[Dataset entries]
--------------------------------------------------
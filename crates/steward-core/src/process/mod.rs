//! OS process supervision
//!
//! This module handles:
//! - Liveness probes and signal delivery
//! - Spawning and terminating backend processes
//! - Resolving backend commands
//! - Polling for process exits

mod launcher;
mod resolver;
mod utils;
mod watcher;

pub use launcher::{AgentLauncher, AgentProcess, ProcessLauncher};
pub use resolver::{CommandResolver, DefaultCommandResolver, ResolvedCommand};
pub use utils::{delay, is_process_alive, send_signal, signal_process_tree, Signal};
pub use watcher::{ProcessExitHandler, ProcessExitInfo, ProcessWatcher, DEFAULT_POLL_INTERVAL};
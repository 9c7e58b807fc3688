//! Error types for Steward Core

use thiserror::Error;

/// Main error type for Steward operations
#[derive(Error, Debug)]
pub enum Error {
    #[error("Agent error: {0}")]
    Agent(#[from] AgentError),

    #[error("Workspace error: {0}")]
    Workspace(#[from] WorkspaceError),

    #[error("Configuration error: {0}")]
    Config(#[from] ConfigError),

    #[error("IO error: {0}")]
    Io(#[from] std::io::Error),

    #[error("JSON error: {0}")]
    Json(#[from] serde_json::Error),

    #[error("Internal error: {0}")]
    Internal(String),
}

/// Agent lifecycle errors
#[derive(Error, Debug)]
pub enum AgentError {
    #[error("Agent instance not found: {0}")]
    NotFound(String),

    #[error("Agent already running: {0}")]
    AlreadyRunning(String),

    #[error("Agent already has an attached process: {0}")]
    AlreadyAttached(String),

    #[error("Agent has no attached process: {0}")]
    NotAttached(String),

    #[error("Failed to launch agent {name}: {reason}")]
    LaunchFailed { name: String, reason: String },
}

/// Workspace provisioning and instance metadata errors
#[derive(Error, Debug)]
pub enum WorkspaceError {
    #[error("Failed to initialize workspace at {path}: {reason}")]
    InitFailed { path: String, reason: String },

    #[error("Template not found: {0}")]
    TemplateNotFound(String),

    #[error("{kind} not found: {name}")]
    ComponentNotFound { kind: String, name: String },

    #[error("Agent instance {name} is corrupted: {reason}")]
    InstanceCorrupted { name: String, reason: String },
}

/// Configuration and validation errors
#[derive(Error, Debug)]
pub enum ConfigError {
    #[error("Invalid configuration: {0}")]
    Invalid(String),

    #[error("Name conflict: {0}")]
    NameConflict(String),

    #[error("Unknown permission preset: {0}")]
    UnknownPreset(String),
}

impl Error {
    /// Stable machine-readable code for the error kind.
    pub fn code(&self) -> &'static str {
        match self {
            Error::Agent(AgentError::NotFound(_)) => "AGENT_NOT_FOUND",
            Error::Agent(AgentError::AlreadyRunning(_)) => "AGENT_ALREADY_RUNNING",
            Error::Agent(AgentError::AlreadyAttached(_)) => "AGENT_ALREADY_ATTACHED",
            Error::Agent(AgentError::NotAttached(_)) => "AGENT_NOT_ATTACHED",
            Error::Agent(AgentError::LaunchFailed { .. }) => "AGENT_LAUNCH_ERROR",
            Error::Workspace(WorkspaceError::InitFailed { .. }) => "WORKSPACE_INIT_ERROR",
            Error::Workspace(WorkspaceError::TemplateNotFound(_)) => "TEMPLATE_NOT_FOUND",
            Error::Workspace(WorkspaceError::ComponentNotFound { .. }) => {
                "COMPONENT_REFERENCE_ERROR"
            }
            Error::Workspace(WorkspaceError::InstanceCorrupted { .. }) => "INSTANCE_CORRUPTED",
            Error::Config(_) => "CONFIG_VALIDATION_ERROR",
            Error::Io(_) => "IO_ERROR",
            Error::Json(_) => "JSON_ERROR",
            Error::Internal(_) => "INTERNAL_ERROR",
        }
    }

    /// Whether this error belongs to the "domain" set that the initializer
    /// propagates untouched instead of wrapping as a workspace-init failure.
    pub(crate) fn is_domain(&self) -> bool {
        matches!(self, Error::Agent(_) | Error::Workspace(_) | Error::Config(_))
    }

    pub(crate) fn launch_failed(name: impl Into<String>, reason: impl ToString) -> Self {
        Error::Agent(AgentError::LaunchFailed {
            name: name.into(),
            reason: reason.to_string(),
        })
    }

    pub(crate) fn corrupted(name: impl Into<String>, reason: impl Into<String>) -> Self {
        Error::Workspace(WorkspaceError::InstanceCorrupted {
            name: name.into(),
            reason: reason.into(),
        })
    }

    pub(crate) fn not_found(name: impl Into<String>) -> Self {
        Error::Agent(AgentError::NotFound(name.into()))
    }
}

impl serde::Serialize for Error {
    fn serialize<S>(&self, serializer: S) -> std::result::Result<S::Ok, S::Error>
    where
        S: serde::Serializer,
    {
        serializer.serialize_str(&self.to_string())
    }
}

/// Result type alias using our Error type
pub type Result<T> = std::result::Result<T, Error>;
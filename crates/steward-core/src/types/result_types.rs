//! Operation inputs and outputs exposed to the RPC/CLI layers

use super::{AgentInstanceMeta, LaunchMode, WorkspacePolicy};
use serde::{Deserialize, Serialize};
use std::collections::HashMap;
use std::path::PathBuf;

/// What to do when the target workspace directory already exists
#[derive(Debug, Clone, Copy, Serialize, Deserialize, PartialEq, Eq, Default)]
#[serde(rename_all = "lowercase")]
pub enum WorkDirConflict {
    /// Refuse to create the instance
    #[default]
    Error,
    /// Delete the directory and start fresh
    Overwrite,
    /// Reuse the directory, keeping existing files
    Append,
}

/// Caller-supplied overrides for instance creation
#[derive(Debug, Clone, Default, Serialize, Deserialize)]
#[serde(rename_all = "camelCase")]
pub struct InstanceOverrides {
    #[serde(default)]
    pub launch_mode: Option<LaunchMode>,
    #[serde(default)]
    pub workspace_policy: Option<WorkspacePolicy>,
    #[serde(default)]
    pub metadata: HashMap<String, String>,
    /// Absolute path of an external workspace, linked from the instances dir
    #[serde(default)]
    pub work_dir: Option<PathBuf>,
    #[serde(default)]
    pub work_dir_conflict: WorkDirConflict,
}

impl InstanceOverrides {
    pub fn with_launch_mode(mut self, launch_mode: LaunchMode) -> Self {
        self.launch_mode = Some(launch_mode);
        self
    }

    pub fn with_workspace_policy(mut self, policy: WorkspacePolicy) -> Self {
        self.workspace_policy = Some(policy);
        self
    }

    pub fn with_metadata(mut self, key: impl Into<String>, value: impl Into<String>) -> Self {
        self.metadata.insert(key.into(), value.into());
        self
    }

    pub fn with_work_dir(mut self, work_dir: impl Into<PathBuf>) -> Self {
        self.work_dir = Some(work_dir.into());
        self
    }

    pub fn with_conflict(mut self, conflict: WorkDirConflict) -> Self {
        self.work_dir_conflict = conflict;
        self
    }
}

/// Result of `find_or_create_instance` / `get_or_create_agent`
#[derive(Debug, Clone, Serialize)]
#[serde(rename_all = "camelCase")]
pub struct InstanceLookup {
    pub meta: AgentInstanceMeta,
    pub created: bool,
}

/// Spawn information for a client that launches the backend itself
#[derive(Debug, Clone, Serialize, PartialEq)]
#[serde(rename_all = "camelCase")]
pub struct ResolveResult {
    pub workspace_dir: PathBuf,
    pub command: String,
    pub args: Vec<String>,
    pub instance_name: String,
    pub backend_type: String,
    pub created: bool,
}

/// Outcome of `detach_agent`
#[derive(Debug, Clone, Copy, Serialize, PartialEq, Eq)]
#[serde(rename_all = "camelCase")]
pub struct DetachResult {
    pub workspace_cleaned: bool,
}

/// Instance record enriched with its workspace location
#[derive(Debug, Clone, Serialize, PartialEq)]
#[serde(rename_all = "camelCase")]
pub struct AgentView {
    #[serde(flatten)]
    pub meta: AgentInstanceMeta,
    pub workspace_dir: PathBuf,
}
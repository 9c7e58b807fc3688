//! Agent instance metadata and lifecycle state types

use super::PermissionsConfig;
use serde::{Deserialize, Serialize};
use std::collections::HashMap;
use std::fmt;

/// Backend used when a persisted record predates the `backendType` field.
pub const DEFAULT_BACKEND_TYPE: &str = "cursor";

/// Agent instance lifecycle status
#[derive(Debug, Clone, Copy, Serialize, Deserialize, PartialEq, Eq, Hash)]
#[serde(rename_all = "snake_case")]
pub enum AgentStatus {
    /// Workspace exists, no process has been started yet
    Created,
    /// Spawn in progress
    Starting,
    /// A live process is attached to the instance
    Running,
    /// Intentional shutdown in progress
    Stopping,
    /// No process; the last one exited or was stopped
    Stopped,
    /// An externally-owned process died unexpectedly
    Crashed,
    /// Launch failed or the restart limit was exceeded
    Error,
}

impl AgentStatus {
    pub fn as_str(&self) -> &'static str {
        match self {
            Self::Created => "created",
            Self::Starting => "starting",
            Self::Running => "running",
            Self::Stopping => "stopping",
            Self::Stopped => "stopped",
            Self::Crashed => "crashed",
            Self::Error => "error",
        }
    }

    /// `running` or `starting`: a process is (or is about to be) alive.
    pub fn is_active(&self) -> bool {
        matches!(self, Self::Running | Self::Starting)
    }

    /// Statuses that cannot survive a daemon restart.
    pub fn is_transient(&self) -> bool {
        matches!(self, Self::Running | Self::Starting | Self::Stopping)
    }
}

impl fmt::Display for AgentStatus {
    fn fmt(&self, f: &mut fmt::Formatter<'_>) -> fmt::Result {
        f.write_str(self.as_str())
    }
}

/// Launch mode, selecting the exit and recovery policy of an instance
#[derive(Debug, Clone, Copy, Serialize, Deserialize, PartialEq, Eq, Hash, Default)]
#[serde(rename_all = "kebab-case")]
pub enum LaunchMode {
    /// Interactive process started directly by a user
    #[default]
    Direct,
    /// ACP session running in the background
    AcpBackground,
    /// Long-lived ACP service, restarted on exit
    #[serde(alias = "normal")]
    AcpService,
    /// Single task run, optionally destroyed on exit
    OneShot,
}

impl LaunchMode {
    pub fn as_str(&self) -> &'static str {
        match self {
            Self::Direct => "direct",
            Self::AcpBackground => "acp-background",
            Self::AcpService => "acp-service",
            Self::OneShot => "one-shot",
        }
    }

    /// Workspace policy an instance gets when none is given explicitly.
    pub fn default_workspace_policy(&self) -> WorkspacePolicy {
        match self {
            Self::OneShot => WorkspacePolicy::Ephemeral,
            _ => WorkspacePolicy::Persistent,
        }
    }
}

impl fmt::Display for LaunchMode {
    fn fmt(&self, f: &mut fmt::Formatter<'_>) -> fmt::Result {
        f.write_str(self.as_str())
    }
}

/// Whether the workspace outlives the process lifecycle
#[derive(Debug, Clone, Copy, Serialize, Deserialize, PartialEq, Eq, Hash, Default)]
#[serde(rename_all = "lowercase")]
pub enum WorkspacePolicy {
    #[default]
    Persistent,
    Ephemeral,
}

/// Who spawned the OS process backing an instance
#[derive(Debug, Clone, Copy, Serialize, Deserialize, PartialEq, Eq, Hash, Default)]
#[serde(rename_all = "lowercase")]
pub enum ProcessOwnership {
    /// Spawned by this manager
    #[default]
    Managed,
    /// Spawned elsewhere and registered through attach
    External,
}

/// Persisted state of one agent instance
#[derive(Debug, Clone, Serialize, Deserialize, PartialEq)]
#[serde(rename_all = "camelCase")]
pub struct AgentInstanceMeta {
    pub id: String,
    pub name: String,
    pub template_name: String,
    pub template_version: String,
    pub backend_type: String,
    #[serde(default, skip_serializing_if = "Option::is_none")]
    pub backend_config: Option<serde_json::Map<String, serde_json::Value>>,
    pub status: AgentStatus,
    pub launch_mode: LaunchMode,
    pub workspace_policy: WorkspacePolicy,
    pub process_ownership: ProcessOwnership,
    #[serde(default, skip_serializing_if = "Option::is_none")]
    pub pid: Option<u32>,
    pub created_at: chrono::DateTime<chrono::Utc>,
    pub updated_at: chrono::DateTime<chrono::Utc>,
    #[serde(default, skip_serializing_if = "Option::is_none")]
    pub started_at: Option<chrono::DateTime<chrono::Utc>>,
    #[serde(default, skip_serializing_if = "HashMap::is_empty")]
    pub metadata: HashMap<String, String>,
    #[serde(default, skip_serializing_if = "Option::is_none")]
    pub effective_permissions: Option<PermissionsConfig>,
}

impl AgentInstanceMeta {
    /// Fresh `created` record for a new instance.
    pub fn new(
        name: impl Into<String>,
        template_name: impl Into<String>,
        template_version: impl Into<String>,
        backend_type: impl Into<String>,
    ) -> Self {
        let now = chrono::Utc::now();
        Self {
            id: uuid::Uuid::new_v4().to_string(),
            name: name.into(),
            template_name: template_name.into(),
            template_version: template_version.into(),
            backend_type: backend_type.into(),
            backend_config: None,
            status: AgentStatus::Created,
            launch_mode: LaunchMode::default(),
            workspace_policy: WorkspacePolicy::default(),
            process_ownership: ProcessOwnership::default(),
            pid: None,
            created_at: now,
            updated_at: now,
            started_at: None,
            metadata: HashMap::new(),
            effective_permissions: None,
        }
    }

    pub fn metadata_value(&self, key: &str) -> Option<&str> {
        self.metadata.get(key).map(String::as_str)
    }
}

/// Shallow patch applied by `update_instance_meta`.
///
/// Outer `None` leaves a field untouched; for the optional fields the inner
/// `None` clears it.
#[derive(Debug, Clone, Default)]
pub struct InstanceMetaPatch {
    pub status: Option<AgentStatus>,
    pub pid: Option<Option<u32>>,
    pub process_ownership: Option<ProcessOwnership>,
    pub started_at: Option<Option<chrono::DateTime<chrono::Utc>>>,
    pub metadata: Option<HashMap<String, String>>,
}

impl InstanceMetaPatch {
    pub fn status(status: AgentStatus) -> Self {
        Self {
            status: Some(status),
            ..Self::default()
        }
    }

    pub fn with_pid(mut self, pid: Option<u32>) -> Self {
        self.pid = Some(pid);
        self
    }

    pub fn with_ownership(mut self, ownership: ProcessOwnership) -> Self {
        self.process_ownership = Some(ownership);
        self
    }

    pub fn with_started_at(mut self, started_at: Option<chrono::DateTime<chrono::Utc>>) -> Self {
        self.started_at = Some(started_at);
        self
    }

    pub fn with_metadata(mut self, metadata: HashMap<String, String>) -> Self {
        self.metadata = Some(metadata);
        self
    }

    /// Merge onto `meta`, leaving `updated_at` to the caller.
    pub(crate) fn apply(self, meta: &mut AgentInstanceMeta) {
        if let Some(status) = self.status {
            meta.status = status;
        }
        if let Some(pid) = self.pid {
            meta.pid = pid;
        }
        if let Some(ownership) = self.process_ownership {
            meta.process_ownership = ownership;
        }
        if let Some(started_at) = self.started_at {
            meta.started_at = started_at;
        }
        if let Some(metadata) = self.metadata {
            meta.metadata = metadata;
        }
    }
}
--------------------------------------------------
Which lines in the records above contain the word "WorkDirConflict"? Copy each one.

pub enum WorkDirConflict {
    pub work_dir_conflict: WorkDirConflict,
    pub fn with_conflict(mut self, conflict: WorkDirConflict) -> Self {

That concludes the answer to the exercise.